Personal information
- Full name: Ron O'Dwyer
- Date of birth: 5 February 1938 (age 87)
- Original team(s): North Broken Hill
- Height: 170 cm (5 ft 7 in)
- Weight: 70 kg (154 lb)

Playing career^{1}
- Years: Club / Games (Goals)
- 1956–1958: Carlton / 13 (11)
- 1959–1961: Collingwood / 27 (15)
- Total:  / 40 (26)
- ^{1} Playing statistics correct to the end of 1961.

= Ron O'Dwyer =

Australian rules footballer

Ron O'Dwyer (born 5 February 1938) is a former Australian rules footballer who played with Carlton and Collingwood in the Victorian Football League (VFL).

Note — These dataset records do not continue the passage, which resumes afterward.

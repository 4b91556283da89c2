//! Range expression parsing and shorthand expansion

use lazy_static::lazy_static;
use regex::Regex;

use crate::classify::is_alpha;
use crate::error::{Error, ParseFailure, Result};
use crate::range::{Comparator, ComparatorSet, Range, RangeOperator};
use crate::version::{Precision, Version};
use crate::version_parser::parse_version;

lazy_static! {
    // OR splitter
    static ref OR_RE: Regex = Regex::new(r"\s*\|\|\s*").unwrap();

    // Hyphen range: both sides are bare versions
    static ref HYPHEN_RE: Regex = Regex::new(r"^(?P<from>\S+)\s+-\s+(?P<to>\S+)$").unwrap();

    // One comparator term, or an operator with nothing after it
    static ref TERM_RE: Regex = Regex::new(
        r"(?P<prefix>[=<>]+|[~^])?\s*(?P<literal>[^\s=<>~^]+)|(?P<dangling>[=<>]+|[~^])"
    ).unwrap();
}

/// What was written in front of a version literal
#[derive(Debug, Clone, Copy, PartialEq, Eq)]
enum Prefix {
    None,
    Operator(RangeOperator),
    Tilde,
    Caret,
}

impl Prefix {
    fn from_token(token: &str) -> Self {
        match token {
            "" => Prefix::None,
            "~" => Prefix::Tilde,
            "^" => Prefix::Caret,
            op => Prefix::Operator(RangeOperator::from_token(op)),
        }
    }
}

#[derive(Debug, Clone, Copy, PartialEq, Eq)]
struct Term<'a> {
    prefix: Prefix,
    literal: &'a str,
}

/// Parse a range expression such as `>=1.2.3 <2`, `^1.2 || ~0.3` or `1 - 2.3`.
///
/// The empty string matches every version.
pub fn parse_range(input: &str) -> Result<Range> {
    let trimmed = input.trim();
    if trimmed.is_empty() {
        return Ok(Range::new(vec![match_any()]));
    }

    let sets = OR_RE
        .split(trimmed)
        .map(|segment| parse_segment(segment.trim(), input))
        .collect::<Result<Vec<_>>>()?;

    Ok(Range::new(sets))
}

fn parse_segment(segment: &str, input: &str) -> Result<ComparatorSet> {
    if segment.is_empty() {
        return Ok(match_any());
    }

    if let Some(caps) = HYPHEN_RE.captures(segment) {
        let from = caps.name("from").map_or("", |m| m.as_str());
        let to = caps.name("to").map_or("", |m| m.as_str());
        let set = parse_hyphen(from, to, input)?;
        log::trace!("hyphen range {segment:?} expanded to {set}");
        return Ok(set);
    }
    if segment.contains(" - ") {
        return Err(Error::comparator_set(segment, "malformed hyphen range"));
    }

    let terms = lex_terms(segment)?;
    match terms.as_slice() {
        [term] => {
            let set = parse_single(*term, input)?;
            log::trace!("comparator {segment:?} expanded to {set}");
            Ok(set)
        }
        [lower, upper] => Ok(ComparatorSet::Bounded(
            parse_plain(*lower, segment, input)?,
            parse_plain(*upper, segment, input)?,
        )),
        _ => Err(Error::comparator_set(
            segment,
            format!("expected one or two comparators, found {}", terms.len()),
        )),
    }
}

fn lex_terms(segment: &str) -> Result<Vec<Term<'_>>> {
    TERM_RE
        .captures_iter(segment)
        .map(|caps| {
            if let Some(dangling) = caps.name("dangling") {
                return Err(Error::comparator_set(
                    segment,
                    format!("operator `{}` is not followed by a version", dangling.as_str()),
                ));
            }
            Ok(Term {
                prefix: Prefix::from_token(caps.name("prefix").map_or("", |m| m.as_str())),
                literal: caps.name("literal").map_or("", |m| m.as_str()),
            })
        })
        .collect()
}

/// Parse a version literal, reporting stray letters against the whole range
fn parse_literal(literal: &str, input: &str) -> Result<Version> {
    parse_version(literal).map_err(|err| match err {
        Error::VersionParseFailure {
            reason: ParseFailure::UnexpectedCharacter { character, .. },
            ..
        } if character.is_ascii() && is_alpha(character as u8) => {
            Error::AlphaCharacterInRange(input.to_string())
        }
        other => other,
    })
}

fn parse_hyphen(from: &str, to: &str, input: &str) -> Result<ComparatorSet> {
    let from = parse_literal(from, input)?;
    let to = parse_literal(to, input)?;
    let lower = Comparator::implied(RangeOperator::GreaterThanOrEqual, from);

    if to.precision() == Precision::Full {
        return Ok(ComparatorSet::Bounded(
            lower,
            Comparator::implied(RangeOperator::LessThanOrEqual, to),
        ));
    }

    Ok(match tilde_ceiling(&to)? {
        Some(ceiling) => ComparatorSet::Bounded(
            lower,
            Comparator::implied(RangeOperator::LessThan, ceiling),
        ),
        None => ComparatorSet::Single(lower),
    })
}

fn parse_single(term: Term<'_>, input: &str) -> Result<ComparatorSet> {
    let version = parse_literal(term.literal, input)?;

    let ceiling = match term.prefix {
        Prefix::Operator(op) => return Ok(ComparatorSet::Single(Comparator::new(op, version))),
        Prefix::Tilde => tilde_ceiling(&version)?,
        Prefix::Caret => caret_ceiling(&version)?,
        Prefix::None => match version.precision() {
            Precision::Full => {
                return Ok(ComparatorSet::Single(Comparator::implied(
                    RangeOperator::Equal,
                    version,
                )));
            }
            Precision::Partial(_) => tilde_ceiling(&version)?,
        },
    };

    Ok(floor_with_ceiling(version, ceiling))
}

/// A comparator inside an explicit pair; written as-is, never expanded
fn parse_plain(term: Term<'_>, segment: &str, input: &str) -> Result<Comparator> {
    let version = parse_literal(term.literal, input)?;
    match term.prefix {
        Prefix::Operator(op) => Ok(Comparator::new(op, version)),
        Prefix::None => Ok(Comparator::implied(RangeOperator::Equal, version)),
        Prefix::Tilde | Prefix::Caret => Err(Error::comparator_set(
            segment,
            format!("shorthand `{}` cannot be paired with another comparator", term.literal),
        )),
    }
}

fn floor_with_ceiling(version: Version, ceiling: Option<Version>) -> ComparatorSet {
    let floor = Comparator::implied(RangeOperator::GreaterThanOrEqual, version);
    match ceiling {
        Some(ceiling) => ComparatorSet::Bounded(
            floor,
            Comparator::implied(RangeOperator::LessThan, ceiling),
        ),
        None => ComparatorSet::Single(floor),
    }
}

fn match_any() -> ComparatorSet {
    ComparatorSet::Single(Comparator::implied(
        RangeOperator::GreaterThanOrEqual,
        Version::new(0, 0, 0),
    ))
}

/// Ceiling one step above the most specific component: next minor when the
/// minor was given, otherwise next major. `None` when nothing was given.
fn tilde_ceiling(version: &Version) -> Result<Option<Version>> {
    if version.minor_parsed() {
        next_minor(version).map(Some)
    } else if version.major_parsed() {
        next_major(version).map(Some)
    } else {
        Ok(None)
    }
}

/// Ceiling that keeps the leftmost non-zero component fixed
fn caret_ceiling(version: &Version) -> Result<Option<Version>> {
    if !version.major_parsed() {
        return Ok(None);
    }
    // Unparsed fields read as 0
    if version.major() > 0 {
        return next_major(version).map(Some);
    }
    if version.minor() > 0 {
        return next_minor(version).map(Some);
    }
    next_patch(version).map(Some)
}

fn bump(version: &Version, value: u64) -> Result<u64> {
    value
        .checked_add(1)
        .ok_or_else(|| Error::version(version.to_string().as_bytes(), ParseFailure::Overflow))
}

fn next_major(version: &Version) -> Result<Version> {
    Ok(Version::new(bump(version, version.major())?, 0, 0))
}

fn next_minor(version: &Version) -> Result<Version> {
    Ok(Version::new(version.major(), bump(version, version.minor())?, 0))
}

fn next_patch(version: &Version) -> Result<Version> {
    Ok(Version::new(version.major(), version.minor(), bump(version, version.patch())?))
}
use std::cmp::Ordering;
use std::fmt;

use super::RangeOperator;
use crate::compare::compare;
use crate::version::Version;

/// A single bound: an operator applied to a version
#[derive(Debug, Clone, PartialEq, Eq, Hash)]
pub struct Comparator {
    operator: RangeOperator,
    version: Version,
    explicit: bool,
}

impl Comparator {
    /// A comparator whose operator was written out in the source text
    pub fn new(operator: RangeOperator, version: Version) -> Self {
        Comparator {
            operator,
            version,
            explicit: true,
        }
    }

    /// A comparator whose operator was filled in while expanding shorthand
    pub fn implied(operator: RangeOperator, version: Version) -> Self {
        Comparator {
            operator,
            version,
            explicit: false,
        }
    }

    pub fn operator(&self) -> RangeOperator {
        self.operator
    }

    pub fn version(&self) -> &Version {
        &self.version
    }

    /// Whether the operator appeared in the parsed text
    pub fn is_explicit(&self) -> bool {
        self.explicit
    }

    /// Check if the version falls inside this bound
    pub fn matches(&self, version: &Version) -> bool {
        let ordering = compare(version, &self.version);
        match self.operator {
            RangeOperator::Equal => ordering == Ordering::Equal,
            RangeOperator::LessThan => ordering == Ordering::Less,
            RangeOperator::LessThanOrEqual => ordering != Ordering::Greater,
            RangeOperator::GreaterThan => ordering == Ordering::Greater,
            RangeOperator::GreaterThanOrEqual => ordering != Ordering::Less,
            RangeOperator::Unknown => false,
        }
    }
}

impl fmt::Display for Comparator {
    fn fmt(&self, f: &mut fmt::Formatter<'_>) -> fmt::Result {
        write!(f, "{}{}", self.operator, self.version)
    }
}
//! Semver facade providing high-level version operations on strings

use std::cmp::Ordering;

use crate::compare::compare;
use crate::range::Range;
use crate::version::Version;

/// Main facade for semantic versioning operations
pub struct Semver;

impl Semver {
    /// Check if a version satisfies a range. Unparseable input never matches.
    pub fn satisfies(version: &str, range: &str) -> bool {
        let Some(version) = parse_version_logged(version) else {
            return false;
        };
        let Some(range) = parse_range_logged(range) else {
            return false;
        };
        range.satisfies(&version)
    }

    /// Return all versions that satisfy the given range, in input order
    pub fn satisfied_by(versions: &[&str], range: &str) -> Vec<String> {
        let Some(range) = parse_range_logged(range) else {
            return Vec::new();
        };

        Self::matching(versions, &range)
            .map(|(original, _)| original.to_string())
            .collect()
    }

    /// Return the highest version that satisfies the range
    pub fn max_satisfying(versions: &[&str], range: &str) -> Option<String> {
        let range = parse_range_logged(range)?;
        Self::matching(versions, &range)
            .fold(None, |best: Option<(&str, Version)>, candidate| match best {
                Some(current) if compare(&candidate.1, &current.1) != Ordering::Greater => {
                    Some(current)
                }
                _ => Some(candidate),
            })
            .map(|(original, _)| original.to_string())
    }

    /// Return the lowest version that satisfies the range
    pub fn min_satisfying(versions: &[&str], range: &str) -> Option<String> {
        let range = parse_range_logged(range)?;
        Self::matching(versions, &range)
            .fold(None, |best: Option<(&str, Version)>, candidate| match best {
                Some(current) if compare(&candidate.1, &current.1) != Ordering::Less => {
                    Some(current)
                }
                _ => Some(candidate),
            })
            .map(|(original, _)| original.to_string())
    }

    /// Sort versions in ascending order
    pub fn sort(versions: &[&str]) -> Vec<String> {
        Self::usort(versions, true)
    }

    /// Sort versions in descending order (reverse sort)
    pub fn rsort(versions: &[&str]) -> Vec<String> {
        Self::usort(versions, false)
    }

    fn matching<'a, 'r>(
        versions: &'r [&'a str],
        range: &'r Range,
    ) -> impl Iterator<Item = (&'a str, Version)> + 'r
    where
        'a: 'r,
    {
        versions.iter().filter_map(move |original| {
            let version = parse_version_logged(original)?;
            range.satisfies(&version).then_some((*original, version))
        })
    }

    fn usort(versions: &[&str], ascending: bool) -> Vec<String> {
        // Unparseable versions are dropped
        let mut parsed: Vec<(Version, usize)> = versions
            .iter()
            .enumerate()
            .filter_map(|(i, v)| Some((parse_version_logged(v)?, i)))
            .collect();

        // Stable sort: versions equal by major/minor/patch keep their input order
        parsed.sort_by(|(a, _), (b, _)| {
            let cmp = compare(a, b);
            if ascending {
                cmp
            } else {
                cmp.reverse()
            }
        });

        parsed
            .into_iter()
            .map(|(_, i)| versions[i].to_string())
            .collect()
    }
}

fn parse_version_logged(input: &str) -> Option<Version> {
    match Version::parse(input) {
        Ok(version) => Some(version),
        Err(err) => {
            log::debug!("Ignoring version {input:?}: {err}");
            None
        }
    }
}

fn parse_range_logged(input: &str) -> Option<Range> {
    match Range::parse(input) {
        Ok(range) => Some(range),
        Err(err) => {
            log::debug!("Ignoring range {input:?}: {err}");
            None
        }
    }
}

Originally from Broken Hill, O'Dwyer was a rover and played 10 of his 13 games for Carlton in the 1957 season.

He transferred to Collingwood for the 1959 season but again only appeared sporadically. In 1960 he participated in Collingwood's final series and was in their grand final losing team.

In 1962 he joined Western District Football League club Heywood, as senior coach. He played for Sandringham in 1966 and 1967.

O'Dwyer is now the President of a past players association called "AFL X-Men".